# PROBLEM REQUIREMENTS:
Output all of the entries exactly as they are given.

# MATERIAL SUPPLIED:
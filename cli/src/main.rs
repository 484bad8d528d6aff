use std::sync::Arc;
use std::time::Duration;

use clap::{Parser, Subcommand};
use serde_json::{Value, json};
use tiger_sync::backend::memory::MemoryBackend;
use tiger_sync::backend::{Backend, BackendError, RowFilter, to_row};
use tiger_sync::config::ConfigError;
use tiger_sync::functions::{AssistantRequest, FunctionError, FunctionsClient, FunctionsConfig};
use tiger_sync::notice::{Notice, Notifier};
use tiger_sync::presence::{PageVisibility, PresenceTracker};
use tiger_sync::rate_limit::{AuthRateLimiter, RateLimitError};
use tiger_sync::resource::DroneStore;
use tiger_sync::telemetry::{DEFAULT_STATUS_TABLE, DEFAULT_TELEMETRY_TABLE, TelemetrySubscriber, TelemetryView};
use tiger_sync::translation::TranslationCache;
use tiger_sync::SyncConfig;
use tracing::{debug, info, warn};

const WAIT: Duration = Duration::from_secs(5);

#[derive(Debug, thiserror::Error)]
enum CliError {
    #[error("missing functions URL; pass --functions-url or set TIGER_FUNCTIONS_URL")]
    MissingFunctionsUrl,
    #[error(transparent)]
    Config(#[from] ConfigError),
    #[error(transparent)]
    Function(#[from] FunctionError),
    #[error(transparent)]
    Backend(#[from] BackendError),
    #[error("invalid JSON payload: {0}")]
    InvalidJson(#[from] serde_json::Error),
    #[error("timed out waiting for {0}")]
    Timeout(&'static str),
    #[error("{0} stream closed")]
    Closed(&'static str),
}

#[derive(Parser, Debug)]
#[command(name = "tiger", about = "Tiger CRM sync layer CLI")]
struct Cli {
    #[arg(long, env = "TIGER_FUNCTIONS_URL")]
    functions_url: Option<String>,

    #[arg(long, env = "TIGER_ANON_KEY", hide_env_values = true)]
    anon_key: Option<String>,

    #[command(subcommand)]
    command: Command,
}

#[derive(Subcommand, Debug)]
enum Command {
    /// Translate text through the cache.
    Translate {
        text: String,
        #[arg(long)]
        target: String,
        #[arg(long)]
        source: Option<String>,
    },
    /// Detect the language of text.
    Detect { text: String },
    /// Ask the task assistant.
    Assist {
        message: String,
        #[arg(long, default_value = "en")]
        language: String,
        #[arg(long, help = "Task context as a JSON object")]
        context: Option<String>,
    },
    /// Run the sync components against the in-process backend.
    Demo,
}

#[tokio::main]
async fn main() -> Result<(), CliError> {
    dotenvy::dotenv().ok();
    tracing_subscriber::fmt::init();

    let cli = Cli::parse();
    let config = SyncConfig::from_env()?;
    debug!(command = ?cli.command, "cli: dispatch");

    match cli.command {
        Command::Translate { text, target, source } => {
            let client = functions_client(cli.functions_url, cli.anon_key)?;
            let cache = TranslationCache::new(Arc::new(client), config.translation);
            let state = cache.get_translation(&text, source.as_deref(), &target).await;
            info!(target_lang = %target, needs_translation = state.needs_translation, "cli: translated");
            print_json(&json!({
                "translated": state.translated_text,
                "detected_language": state.detected_language,
                "needs_translation": state.needs_translation,
            }))
        }
        Command::Detect { text } => {
            let client = functions_client(cli.functions_url, cli.anon_key)?;
            let language = client.detect(&text).await?;
            info!(%language, "cli: detected");
            println!("{language}");
            Ok(())
        }
        Command::Assist { message, language, context } => {
            let client = functions_client(cli.functions_url, cli.anon_key)?;
            let task_context = context.as_deref().map(serde_json::from_str::<Value>).transpose()?;
            let reply = client
                .ask_assistant(&AssistantRequest { message, task_context, language })
                .await;
            println!("{reply}");
            Ok(())
        }
        Command::Demo => run_demo(config).await,
    }
}

fn functions_client(url: Option<String>, anon_key: Option<String>) -> Result<FunctionsClient, CliError> {
    let url = url.ok_or(CliError::MissingFunctionsUrl)?;
    if anon_key.is_none() {
        warn!("cli: no anon key set; functions calls are unauthenticated");
    }
    let mut config = FunctionsConfig::new(&url);
    config.anon_key = anon_key;
    Ok(FunctionsClient::new(config)?)
}

// =============================================================================
// DEMO
// =============================================================================

async fn run_demo(config: SyncConfig) -> Result<(), CliError> {
    let memory = MemoryBackend::new();
    let backend: Arc<dyn Backend> = Arc::new(memory.clone());
    memory.seed(
        DEFAULT_STATUS_TABLE,
        [to_row(&json!({ "id": "drone-1", "name": "Kestrel", "status": "flying" }))?],
    );
    memory.seed(
        DEFAULT_TELEMETRY_TABLE,
        [to_row(&json!({ "drone_id": "drone-1", "battery_level": 80, "altitude": 10 }))?],
    );

    // PHASE: FLEET STORE
    info!("demo: opening fleet store");
    let drones = DroneStore::open(backend.clone()).await;
    println!("fleet: {} drone(s) loaded", drones.state().items.len());

    // PHASE: TELEMETRY
    info!("demo: subscribing to drone-1 telemetry");
    let mut telemetry = TelemetrySubscriber::new(backend.clone(), config.telemetry.clone());
    let mut view = telemetry.subscribe("drone-1").await?;
    print_view(&telemetry.view())?;

    backend
        .update(DEFAULT_STATUS_TABLE, &RowFilter::eq("id", "drone-1"), to_row(&json!({ "battery_level": 75 }))?)
        .await?;
    let battery = |v: &TelemetryView| v.snapshot.as_ref().and_then(|s| s.battery_level);
    tokio::time::timeout(WAIT, view.wait_for(|v| battery(v) == Some(75.0)))
        .await
        .map_err(|_| CliError::Timeout("telemetry update"))?
        .map_err(|_| CliError::Closed("telemetry"))?;
    print_view(&telemetry.view())?;

    // PHASE: PRESENCE
    info!("demo: joining presence");
    let visibility = PageVisibility::default();
    let alice =
        PresenceTracker::join(backend.clone(), "online-users", "alice", "Alice", config.presence, visibility.clone())
            .await?;
    let bob = PresenceTracker::join(backend.clone(), "online-users", "bob", "Bob", config.presence, visibility).await?;
    let mut roster = alice.subscribe();
    tokio::time::timeout(WAIT, roster.wait_for(|r| r.len() == 2))
        .await
        .map_err(|_| CliError::Timeout("presence roster"))?
        .map_err(|_| CliError::Closed("presence"))?;
    println!("presence: {} online", alice.count());
    bob.leave().await?;
    alice.leave().await?;

    // PHASE: ADMIN RATE LIMIT
    info!("demo: exercising admin auth rate limit");
    let notifier = Notifier::new();
    let mut notices = notifier.subscribe();
    let limiter = AuthRateLimiter::new(config.rate_limit);
    for attempt in 1..=limiter.config().max_attempts + 1 {
        match limiter.check_and_record("admin@tiger.example") {
            Ok(()) => println!("auth attempt {attempt}: allowed"),
            Err(e) => {
                warn!(attempt, error = %e, "demo: auth attempt rejected");
                let RateLimitError::Locked { retry_after } = e;
                notifier.notify(Notice::RateLimited { retry_after });
                println!("auth attempt {attempt}: locked for {}s", retry_after.as_secs());
            }
        }
    }
    while let Ok(notice) = notices.try_recv() {
        println!("notice: {notice:?}");
    }

    telemetry.close().await;
    drones.close().await;
    info!("demo: done");
    Ok(())
}

fn print_view(view: &TelemetryView) -> Result<(), CliError> {
    print_json(&json!({
        "entity_id": view.entity_id,
        "connected": view.connected,
        "snapshot": serde_json::to_value(&view.snapshot)?,
    }))
}

fn print_json(value: &Value) -> Result<(), CliError> {
    let rendered = serde_json::to_string_pretty(value)?;
    println!("{rendered}");
    Ok(())
}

# RESULT OF THIS EXERCISE:
filename cli/src/main.rs
repository 484bad8d528d6aff
use std::sync::Arc;
use std::time::Duration;

use clap::{Parser, Subcommand};
use serde_json::{Value, json};
use tiger_sync::backend::memory::MemoryBackend;
use tiger_sync::backend::{Backend, BackendError, RowFilter, to_row};
use tiger_sync::config::ConfigError;
use tiger_sync::functions::{AssistantRequest, FunctionError, FunctionsClient, FunctionsConfig};
use tiger_sync::notice::{Notice, Notifier};
use tiger_sync::presence::{PageVisibility, PresenceTracker};
use tiger_sync::rate_limit::{AuthRateLimiter, RateLimitError};
use tiger_sync::resource::DroneStore;
use tiger_sync::telemetry::{DEFAULT_STATUS_TABLE, DEFAULT_TELEMETRY_TABLE, TelemetrySubscriber, TelemetryView};
use tiger_sync::translation::TranslationCache;
use tiger_sync::SyncConfig;
use tracing::{debug, info, warn};

const WAIT: Duration = Duration::from_secs(5);

#[derive(Debug, thiserror::Error)]
enum CliError {
    #[error("missing functions URL; pass --functions-url or set TIGER_FUNCTIONS_URL")]
    MissingFunctionsUrl,
    #[error(transparent)]
    Config(#[from] ConfigError),
    #[error(transparent)]
    Function(#[from] FunctionError),
    #[error(transparent)]
    Backend(#[from] BackendError),
    #[error("invalid JSON payload: {0}")]
    InvalidJson(#[from] serde_json::Error),
    #[error("timed out waiting for {0}")]
    Timeout(&'static str),
    #[error("{0} stream closed")]
    Closed(&'static str),
}

#[derive(Parser, Debug)]
#[command(name = "tiger", about = "Tiger CRM sync layer CLI")]
struct Cli {
    #[arg(long, env = "TIGER_FUNCTIONS_URL")]
    functions_url: Option<String>,

    #[arg(long, env = "TIGER_ANON_KEY", hide_env_values = true)]
    anon_key: Option<String>,

    #[command(subcommand)]
    command: Command,
}

#[derive(Subcommand, Debug)]
enum Command {
    /// Translate text through the cache.
    Translate {
        text: String,
        #[arg(long)]
        target: String,
        #[arg(long)]
        source: Option<String>,
    },
    /// Detect the language of text.
    Detect { text: String },
    /// Ask the task assistant.
    Assist {
        message: String,
        #[arg(long, default_value = "en")]
        language: String,
        #[arg(long, help = "Task context as a JSON object")]
        context: Option<String>,
    },
    /// Run the sync components against the in-process backend.
    Demo,
}

#[tokio::main]
async fn main() -> Result<(), CliError> {
    dotenvy::dotenv().ok();
    tracing_subscriber::fmt::init();

    let cli = Cli::parse();
    let config = SyncConfig::from_env()?;
    debug!(command = ?cli.command, "cli: dispatch");

    match cli.command {
        Command::Translate { text, target, source } => {
            let client = functions_client(cli.functions_url, cli.anon_key)?;
            let cache = TranslationCache::new(Arc::new(client), config.translation);
            let state = cache.get_translation(&text, source.as_deref(), &target).await;
            info!(target_lang = %target, needs_translation = state.needs_translation, "cli: translated");
            print_json(&json!({
                "translated": state.translated_text,
                "detected_language": state.detected_language,
                "needs_translation": state.needs_translation,
            }))
        }
        Command::Detect { text } => {
            let client = functions_client(cli.functions_url, cli.anon_key)?;
            let language = client.detect(&text).await?;
            info!(%language, "cli: detected");
            println!("{language}");
            Ok(())
        }
        Command::Assist { message, language, context } => {
            let client = functions_client(cli.functions_url, cli.anon_key)?;
            let task_context = context.as_deref().map(serde_json::from_str::<Value>).transpose()?;
            let reply = client
                .ask_assistant(&AssistantRequest { message, task_context, language })
                .await;
            println!("{reply}");
            Ok(())
        }
        Command::Demo => run_demo(config).await,
    }
}

fn functions_client(url: Option<String>, anon_key: Option<String>) -> Result<FunctionsClient, CliError> {
    let url = url.ok_or(CliError::MissingFunctionsUrl)?;
    if anon_key.is_none() {
        warn!("cli: no anon key set; functions calls are unauthenticated");
    }
    let mut config = FunctionsConfig::new(&url);
    config.anon_key = anon_key;
    Ok(FunctionsClient::new(config)?)
}

// =============================================================================
// DEMO
// =============================================================================

async fn run_demo(config: SyncConfig) -> Result<(), CliError> {
    let memory = MemoryBackend::new();
    let backend: Arc<dyn Backend> = Arc::new(memory.clone());
    memory.seed(
        DEFAULT_STATUS_TABLE,
        [to_row(&json!({ "id": "drone-1", "name": "Kestrel", "status": "flying" }))?],
    );
    memory.seed(
        DEFAULT_TELEMETRY_TABLE,
        [to_row(&json!({ "drone_id": "drone-1", "battery_level": 80, "altitude": 10 }))?],
    );

    // PHASE: FLEET STORE
    info!("demo: opening fleet store");
    let drones = DroneStore::open(backend.clone()).await;
    println!("fleet: {} drone(s) loaded", drones.state().items.len());

    // PHASE: TELEMETRY
    info!("demo: subscribing to drone-1 telemetry");
    let mut telemetry = TelemetrySubscriber::new(backend.clone(), config.telemetry.clone());
    let mut view = telemetry.subscribe("drone-1").await?;
    print_view(&telemetry.view())?;

    backend
        .update(DEFAULT_STATUS_TABLE, &RowFilter::eq("id", "drone-1"), to_row(&json!({ "battery_level": 75 }))?)
        .await?;
    let battery = |v: &TelemetryView| v.snapshot.as_ref().and_then(|s| s.battery_level);
    tokio::time::timeout(WAIT, view.wait_for(|v| battery(v) == Some(75.0)))
        .await
        .map_err(|_| CliError::Timeout("telemetry update"))?
        .map_err(|_| CliError::Closed("telemetry"))?;
    print_view(&telemetry.view())?;

    // PHASE: PRESENCE
    info!("demo: joining presence");
    let visibility = PageVisibility::default();
    let alice =
        PresenceTracker::join(backend.clone(), "online-users", "alice", "Alice", config.presence, visibility.clone())
            .await?;
    let bob = PresenceTracker::join(backend.clone(), "online-users", "bob", "Bob", config.presence, visibility).await?;
    let mut roster = alice.subscribe();
    tokio::time::timeout(WAIT, roster.wait_for(|r| r.len() == 2))
        .await
        .map_err(|_| CliError::Timeout("presence roster"))?
        .map_err(|_| CliError::Closed("presence"))?;
    println!("presence: {} online", alice.count());
    bob.leave().await?;
    alice.leave().await?;

    // PHASE: ADMIN RATE LIMIT
    info!("demo: exercising admin auth rate limit");
    let notifier = Notifier::new();
    let mut notices = notifier.subscribe();
    let limiter = AuthRateLimiter::new(config.rate_limit);
    for attempt in 1..=limiter.config().max_attempts + 1 {
        match limiter.check_and_record("admin@tiger.example") {
            Ok(()) => println!("auth attempt {attempt}: allowed"),
            Err(e) => {
                warn!(attempt, error = %e, "demo: auth attempt rejected");
                let RateLimitError::Locked { retry_after } = e;
                notifier.notify(Notice::RateLimited { retry_after });
                println!("auth attempt {attempt}: locked for {}s", retry_after.as_secs());
            }
        }
    }
    while let Ok(notice) = notices.try_recv() {
        println!("notice: {notice:?}");
    }

    telemetry.close().await;
    drones.close().await;
    info!("demo: done");
    Ok(())
}

fn print_view(view: &TelemetryView) -> Result<(), CliError> {
    print_json(&json!({
        "entity_id": view.entity_id,
        "connected": view.connected,
        "snapshot": serde_json::to_value(&view.snapshot)?,
    }))
}

fn print_json(value: &Value) -> Result<(), CliError> {
    let rendered = serde_json::to_string_pretty(value)?;
    println!("{rendered}");
    Ok(())
}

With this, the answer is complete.